Due to the multiple ongoing crises we are currently dealing with, stakeholders and key decision makers operate in an environment characterised by volatility, uncertainty, complexity, and ambiguity. If met with resilience these quite difficult times still provide chances and opportunities though.
Biotech funding, outsourcing and re-shoring on the radar for 2023
Coming out of 2022, many expected a normalization after the pandemic and, especially in the healthcare industry, a phasing out of the COVID-19 effects. However, undertakings still have to deal with increasing energy prices, very high inflation and, from the investor perspective, with a tightening financing environment with rising interest rates and ongoing supply chain challenges.

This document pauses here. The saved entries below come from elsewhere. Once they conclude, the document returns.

//! In-process store guarded by a single async read-write lock.
//!
//! [`InMemoryStore`] keeps every table in one [`MemoryTables`] value behind
//! a [`tokio::sync::RwLock`]. Each atomic primitive runs as one write-lock
//! critical section, so a conditional decrement or reservation can never
//! interleave with another. Reads share the lock.

use std::collections::HashMap;

use chrono::{DateTime, Utc};
use tokio::sync::RwLock;

use super::CampaignStore;
use super::models::{CampaignStats, InventoryCounts, SpinConsumption, SpinCounts};
use crate::domain::{
    Campaign, CampaignId, InventoryId, InventoryStatus, PrizeInventoryItem, SpinBudget,
    SpinHistory, SpinHistoryId, SpinStatus, WhitelistEntry,
};
use crate::error::SpinError;

type WalletKey = (CampaignId, String);

#[derive(Debug, Default)]
struct MemoryTables {
    campaigns: HashMap<CampaignId, Campaign>,
    whitelist: HashMap<WalletKey, WhitelistEntry>,
    spin_counters: HashMap<WalletKey, u32>,
    inventory: Vec<PrizeInventoryItem>,
    history: HashMap<SpinHistoryId, SpinHistory>,
}

impl MemoryTables {
    fn bump_spins_used(&mut self, campaign_id: CampaignId) {
        if let Some(campaign) = self.campaigns.get_mut(&campaign_id) {
            campaign.total_spins_used = campaign.total_spins_used.saturating_add(1);
        }
    }
}

fn wallet_key(campaign_id: CampaignId, wallet_address: &str) -> WalletKey {
    (campaign_id, wallet_address.to_string())
}

/// Store keeping all state in process memory.
///
/// Suitable for development, tests and single-instance deployments where
/// losing state on restart is acceptable.
#[derive(Debug, Default)]
pub struct InMemoryStore {
    tables: RwLock<MemoryTables>,
}

impl InMemoryStore {
    /// Creates an empty store.
    #[must_use]
    pub fn new() -> Self {
        Self::default()
    }
}

impl CampaignStore for InMemoryStore {
    async fn insert_campaign(&self, campaign: &Campaign) -> Result<(), SpinError> {
        let mut tables = self.tables.write().await;
        if tables.campaigns.contains_key(&campaign.id) {
            return Err(SpinError::InvalidRequest(format!(
                "campaign {} already exists",
                campaign.id
            )));
        }
        tables.campaigns.insert(campaign.id, campaign.clone());
        Ok(())
    }

    async fn update_campaign(&self, campaign: &Campaign) -> Result<(), SpinError> {
        let mut tables = self.tables.write().await;
        let stored = tables
            .campaigns
            .get_mut(&campaign.id)
            .ok_or(SpinError::CampaignNotFound(campaign.id))?;
        let total_spins_used = stored.total_spins_used;
        let total_prizes_claimed = stored.total_prizes_claimed;
        *stored = campaign.clone();
        stored.total_spins_used = total_spins_used;
        stored.total_prizes_claimed = total_prizes_claimed;
        Ok(())
    }

    async fn get_campaign(&self, id: CampaignId) -> Result<Option<Campaign>, SpinError> {
        Ok(self.tables.read().await.campaigns.get(&id).cloned())
    }

    async fn list_campaigns(&self) -> Result<Vec<Campaign>, SpinError> {
        let tables = self.tables.read().await;
        let mut campaigns: Vec<Campaign> = tables.campaigns.values().cloned().collect();
        campaigns.sort_by(|a, b| b.created_at.cmp(&a.created_at));
        Ok(campaigns)
    }

    async fn upsert_whitelist_entry(
        &self,
        campaign_id: CampaignId,
        wallet_address: &str,
        spins_allowed: u32,
        now: DateTime<Utc>,
    ) -> Result<WhitelistEntry, SpinError> {
        let mut tables = self.tables.write().await;
        let entry = tables
            .whitelist
            .entry(wallet_key(campaign_id, wallet_address))
            .or_insert_with(|| {
                WhitelistEntry::new(campaign_id, wallet_address.to_string(), spins_allowed, now)
            });
        if spins_allowed < entry.spins_used {
            return Err(SpinError::InvalidRequest(format!(
                "wallet already used {} spins, cannot lower allowance to {spins_allowed}",
                entry.spins_used
            )));
        }
        entry.spins_allowed = spins_allowed;
        entry.updated_at = now;
        Ok(entry.clone())
    }

    async fn remove_whitelist_entry(
        &self,
        campaign_id: CampaignId,
        wallet_address: &str,
    ) -> Result<bool, SpinError> {
        let mut tables = self.tables.write().await;
        Ok(tables
            .whitelist
            .remove(&wallet_key(campaign_id, wallet_address))
            .is_some())
    }

    async fn get_whitelist_entry(
        &self,
        campaign_id: CampaignId,
        wallet_address: &str,
    ) -> Result<Option<WhitelistEntry>, SpinError> {
        let tables = self.tables.read().await;
        Ok(tables
            .whitelist
            .get(&wallet_key(campaign_id, wallet_address))
            .cloned())
    }

    async fn wallet_spins_used(
        &self,
        campaign_id: CampaignId,
        wallet_address: &str,
    ) -> Result<u32, SpinError> {
        let tables = self.tables.read().await;
        Ok(tables
            .spin_counters
            .get(&wallet_key(campaign_id, wallet_address))
            .copied()
            .unwrap_or(0))
    }

    async fn consume_spin(
        &self,
        campaign_id: CampaignId,
        wallet_address: &str,
        budget: SpinBudget,
    ) -> Result<SpinConsumption, SpinError> {
        let mut tables = self.tables.write().await;
        let key = wallet_key(campaign_id, wallet_address);

        let remaining = match budget {
            SpinBudget::Whitelist => {
                let Some(entry) = tables.whitelist.get_mut(&key) else {
                    return Ok(SpinConsumption::denied());
                };
                if entry.spins_used >= entry.spins_allowed {
                    return Ok(SpinConsumption::denied());
                }
                entry.spins_used += 1;
                entry.updated_at = Utc::now();
                entry.remaining()
            }
            SpinBudget::PerWallet(limit) => {
                let used = tables.spin_counters.entry(key).or_insert(0);
                if *used >= limit {
                    return Ok(SpinConsumption::denied());
                }
                *used += 1;
                limit - *used
            }
        };

        tables.bump_spins_used(campaign_id);
        Ok(SpinConsumption::granted(remaining))
    }

    async fn add_inventory(&self, items: &[PrizeInventoryItem]) -> Result<(), SpinError> {
        let mut tables = self.tables.write().await;
        if let Some(dup) = items
            .iter()
            .find(|item| tables.inventory.iter().any(|existing| existing.id == item.id))
        {
            return Err(SpinError::InvalidRequest(format!(
                "inventory unit {} already exists",
                dup.id
            )));
        }
        tables.inventory.extend_from_slice(items);
        Ok(())
    }

    async fn reserve_inventory(
        &self,
        campaign_id: CampaignId,
        nft_id: &str,
        wallet_address: &str,
        spin_id: SpinHistoryId,
        now: DateTime<Utc>,
    ) -> Result<Option<PrizeInventoryItem>, SpinError> {
        let mut tables = self.tables.write().await;
        let Some(item) = tables.inventory.iter_mut().find(|item| {
            item.campaign_id == campaign_id
                && item.nft_id == nft_id
                && item.status == InventoryStatus::Available
        }) else {
            return Ok(None);
        };
        item.status = InventoryStatus::Reserved;
        item.reserved_for_spin_history_id = Some(spin_id);
        item.reserved_by = Some(wallet_address.to_string());
        item.reserved_at = Some(now);
        Ok(Some(item.clone()))
    }

    async fn get_inventory_item(
        &self,
        id: InventoryId,
    ) -> Result<Option<PrizeInventoryItem>, SpinError> {
        let tables = self.tables.read().await;
        Ok(tables.inventory.iter().find(|item| item.id == id).cloned())
    }

    async fn list_stale_reservations(
        &self,
        campaign_id: CampaignId,
        before: DateTime<Utc>,
    ) -> Result<Vec<PrizeInventoryItem>, SpinError> {
        let tables = self.tables.read().await;
        Ok(tables
            .inventory
            .iter()
            .filter(|item| {
                item.campaign_id == campaign_id
                    && item.status == InventoryStatus::Reserved
                    && item.reserved_at.is_some_and(|at| at < before)
            })
            .cloned()
            .collect())
    }

    async fn insert_spin_history(&self, spin: &SpinHistory) -> Result<(), SpinError> {
        let mut tables = self.tables.write().await;
        if tables.history.contains_key(&spin.id) {
            return Err(SpinError::Persistence(format!(
                "spin {} already recorded",
                spin.id
            )));
        }
        tables.history.insert(spin.id, spin.clone());
        Ok(())
    }

    async fn get_spin_history(&self, id: SpinHistoryId) -> Result<Option<SpinHistory>, SpinError> {
        Ok(self.tables.read().await.history.get(&id).cloned())
    }

    async fn list_spin_history(
        &self,
        campaign_id: CampaignId,
        wallet_address: Option<&str>,
        status: Option<SpinStatus>,
    ) -> Result<Vec<SpinHistory>, SpinError> {
        let tables = self.tables.read().await;
        let mut rows: Vec<SpinHistory> = tables
            .history
            .values()
            .filter(|spin| spin.campaign_id == campaign_id)
            .filter(|spin| wallet_address.is_none_or(|w| spin.wallet_address == w))
            .filter(|spin| status.is_none_or(|s| spin.status == s))
            .cloned()
            .collect();
        rows.sort_by(|a, b| b.created_at.cmp(&a.created_at));
        Ok(rows)
    }

    async fn begin_claim(&self, id: SpinHistoryId, now: DateTime<Utc>) -> Result<bool, SpinError> {
        let mut tables = self.tables.write().await;
        let Some(spin) = tables.history.get_mut(&id) else {
            return Ok(false);
        };
        if !spin.status.is_claimable() {
            return Ok(false);
        }
        spin.status = SpinStatus::Claiming;
        spin.updated_at = now;
        Ok(true)
    }

    async fn complete_claim(
        &self,
        id: SpinHistoryId,
        inventory_id: InventoryId,
        wallet_address: &str,
        tx_hash: &str,
        now: DateTime<Utc>,
    ) -> Result<(), SpinError> {
        let mut tables = self.tables.write().await;

        let campaign_id = match tables.history.get(&id) {
            Some(spin) if spin.status == SpinStatus::Claiming => spin.campaign_id,
            Some(spin) => {
                return Err(SpinError::Persistence(format!(
                    "spin {id} is {} rather than claiming",
                    spin.status
                )));
            }
            None => return Err(SpinError::Persistence(format!("spin {id} not found"))),
        };

        let item = tables
            .inventory
            .iter_mut()
            .find(|item| {
                item.id == inventory_id
                    && item.status == InventoryStatus::Reserved
                    && item.reserved_for_spin_history_id == Some(id)
            })
            .ok_or_else(|| {
                SpinError::Persistence(format!(
                    "inventory unit {inventory_id} is not reserved for spin {id}"
                ))
            })?;
        item.status = InventoryStatus::Claimed;
        item.claimed_by = Some(wallet_address.to_string());
        item.claimed_at = Some(now);

        if let Some(spin) = tables.history.get_mut(&id) {
            spin.status = SpinStatus::Completed;
            spin.tx_hash = Some(tx_hash.to_string());
            spin.error_message = None;
            spin.updated_at = now;
        }
        if let Some(campaign) = tables.campaigns.get_mut(&campaign_id) {
            campaign.total_prizes_claimed = campaign.total_prizes_claimed.saturating_add(1);
        }
        Ok(())
    }

    async fn fail_claim(
        &self,
        id: SpinHistoryId,
        error_message: &str,
        now: DateTime<Utc>,
    ) -> Result<(), SpinError> {
        let mut tables = self.tables.write().await;
        match tables.history.get_mut(&id) {
            Some(spin) if spin.status == SpinStatus::Claiming => {
                spin.status = SpinStatus::Failed;
                spin.error_message = Some(error_message.to_string());
                spin.updated_at = now;
                Ok(())
            }
            Some(spin) => Err(SpinError::Persistence(format!(
                "spin {id} is {} rather than claiming",
                spin.status
            ))),
            None => Err(SpinError::Persistence(format!("spin {id} not found"))),
        }
    }

    async fn campaign_stats(&self, campaign_id: CampaignId) -> Result<CampaignStats, SpinError> {
        let tables = self.tables.read().await;
        let campaign = tables
            .campaigns
            .get(&campaign_id)
            .ok_or(SpinError::CampaignNotFound(campaign_id))?;

        let mut spins = SpinCounts::default();
        for spin in tables
            .history
            .values()
            .filter(|s| s.campaign_id == campaign_id)
        {
            spins.record(spin.status, 1);
        }

        let mut inventory = InventoryCounts::default();
        for item in tables
            .inventory
            .iter()
            .filter(|i| i.campaign_id == campaign_id)
        {
            inventory.record(item.status, 1);
        }

        let whitelist_entries = tables
            .whitelist
            .keys()
            .filter(|(id, _)| *id == campaign_id)
            .count() as u64;

        Ok(CampaignStats {
            campaign_id,
            total_spins_used: campaign.total_spins_used,
            total_prizes_claimed: campaign.total_prizes_claimed,
            whitelist_entries,
            spins,
            inventory,
        })
    }
}
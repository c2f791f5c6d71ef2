//! Shared application state injected into all Axum handlers.

use std::sync::Arc;

use crate::auth::OperatorPolicy;
use crate::domain::{EventBus, RandomSource, ResultSigner};
use crate::persistence::StoreBackend;
use crate::service::{CampaignService, ClaimService, SpinService};
use crate::transfer::NftTransfer;

/// Shared application state available to all handlers via Axum's
/// `State` extractor.
#[derive(Debug, Clone)]
pub struct AppState {
    /// Campaign catalogue and administration.
    pub campaign_service: Arc<CampaignService<StoreBackend>>,
    /// Eligibility, spins and history.
    pub spin_service: Arc<SpinService<StoreBackend>>,
    /// Prize claims.
    pub claim_service: Arc<ClaimService<StoreBackend>>,
    /// Event bus for WebSocket subscriptions.
    pub event_bus: EventBus,
}

impl AppState {
    /// Wires the services over one store.
    #[must_use]
    pub fn new(
        store: Arc<StoreBackend>,
        event_bus: EventBus,
        signer: ResultSigner,
        random: Arc<dyn RandomSource>,
        transfer: Arc<dyn NftTransfer>,
        operators: Arc<dyn OperatorPolicy>,
    ) -> Self {
        Self {
            campaign_service: Arc::new(CampaignService::new(
                Arc::clone(&store),
                event_bus.clone(),
                operators,
            )),
            spin_service: Arc::new(SpinService::new(
                Arc::clone(&store),
                event_bus.clone(),
                signer.clone(),
                random,
            )),
            claim_service: Arc::new(ClaimService::new(
                store,
                event_bus.clone(),
                signer,
                transfer,
            )),
            event_bus,
        }
    }
}
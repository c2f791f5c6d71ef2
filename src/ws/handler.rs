//! Axum WebSocket upgrade handler.

use axum::extract::State;
use axum::extract::ws::WebSocketUpgrade;
use axum::response::IntoResponse;

use super::connection::run_connection;
use crate::app_state::AppState;

/// `GET /ws`: Upgrade HTTP connection to the campaign event feed.
pub async fn ws_handler(ws: WebSocketUpgrade, State(state): State<AppState>) -> impl IntoResponse {
    let event_rx = state.event_bus.subscribe();
    ws.on_upgrade(move |socket| run_connection(socket, event_rx))
}
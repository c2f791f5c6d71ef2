//! Type-safe entity identifiers.
//!
//! Every identifier is a newtype wrapper around [`uuid::Uuid`] (v4) so that
//! a campaign ID can never be passed where a spin or inventory ID is
//! expected.

use std::fmt;

use serde::{Deserialize, Serialize};
use utoipa::ToSchema;

macro_rules! uuid_id {
    ($(#[$meta:meta])* $name:ident) => {
        $(#[$meta])*
        #[derive(Debug, Clone, Copy, PartialEq, Eq, Hash, Serialize, Deserialize, ToSchema)]
        #[serde(transparent)]
        pub struct $name(uuid::Uuid);

        impl $name {
            /// Creates a new random identifier (UUID v4).
            #[must_use]
            pub fn new() -> Self {
                Self(uuid::Uuid::new_v4())
            }

            /// Creates an identifier from an existing [`uuid::Uuid`].
            #[must_use]
            pub const fn from_uuid(uuid: uuid::Uuid) -> Self {
                Self(uuid)
            }

            /// Returns the inner [`uuid::Uuid`].
            #[must_use]
            pub const fn as_uuid(&self) -> &uuid::Uuid {
                &self.0
            }
        }

        impl Default for $name {
            fn default() -> Self {
                Self::new()
            }
        }

        impl fmt::Display for $name {
            fn fmt(&self, f: &mut fmt::Formatter<'_>) -> fmt::Result {
                write!(f, "{}", self.0)
            }
        }

        impl From<uuid::Uuid> for $name {
            fn from(uuid: uuid::Uuid) -> Self {
                Self(uuid)
            }
        }

        impl From<$name> for uuid::Uuid {
            fn from(id: $name) -> Self {
                id.0
            }
        }
    };
}

uuid_id!(
    /// Unique identifier for a spin campaign.
    CampaignId
);

uuid_id!(
    /// Unique identifier for a spin history row. Generated before the
    /// inventory reservation so the reservation can be bound to it.
    SpinHistoryId
);

uuid_id!(
    /// Unique identifier for one scarce prize inventory unit.
    InventoryId
);
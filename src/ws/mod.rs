//! WebSocket layer: connection handling, message routing, subscriptions.
//!
//! The WebSocket endpoint at `/ws` streams [`crate::domain::SpinEvent`]s
//! for the campaigns a client subscribes to.

pub mod connection;
pub mod handler;
pub mod messages;
pub mod subscription;
//! Service layer: business logic orchestration.
//!
//! [`SpinService`] runs spins, [`ClaimService`] delivers reserved prizes
//! and [`CampaignService`] serves the catalogue and operator tooling. All
//! three are generic over the [`crate::persistence::CampaignStore`] and
//! emit events through the [`super::domain::EventBus`].

pub mod campaign_service;
pub mod claim_service;
pub mod spin_service;

#[cfg(test)]
pub(crate) mod testkit;

pub use campaign_service::CampaignService;
pub use claim_service::{ClaimResult, ClaimService};
pub use spin_service::{Eligibility, SpinResult, SpinService};

use crate::error::SpinError;

/// Trims a wallet address and rejects empty ones. Addresses are otherwise
/// opaque.
pub(crate) fn require_wallet(wallet_address: &str) -> Result<&str, SpinError> {
    let wallet = wallet_address.trim();
    if wallet.is_empty() {
        return Err(SpinError::InvalidRequest(
            "wallet address is empty".to_string(),
        ));
    }
    Ok(wallet)
}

For 2023, biotech funding is on the radar for the life science and healthcare industry. The relative importance of big pharma, having historically driven product development, is reducing. While such companies held a share of about 40% ten years ago they now account for about 20% and biotech companies have taken a large share of this due to more complexity and specialization. Biotech is becoming a more important customer and collaboration partner for the rest of the industry. There is still a positive outlook for funding of biotech companies even though they seem to reprioritize their activities leading to a slow-down in clinical trial activity, especially regarding earlier stage clinical trials.
A further trend to watch is the continued outsourcing activity. Clinical trials and work on drug discovery as well as the ensuing development phase are becoming more complex and lengthy. The average time for the completion of clinical trials is now more than 3.5 years. Due to the resulting cost pressure on pharma and biotech customers mandating trials, the incentive to outsource will increase, leading to potential opportunities.
Regulated markets like Europe and the US, in particular, have been rethinking the geographic set up of their supply chains in the life sciences sector. Whereas historically a majority of molecules was manufactured in India and China recent drug shortages have led to re-shoring of manufacturing. We expect this trend to accelerate in 2023. The US, for example, has been granting subsidies to promote re-shoring. Restrictions for foreign buyers on local assets as well as an easing on regulatory burdens in relation to price caps, for example, could also influence M&A activities.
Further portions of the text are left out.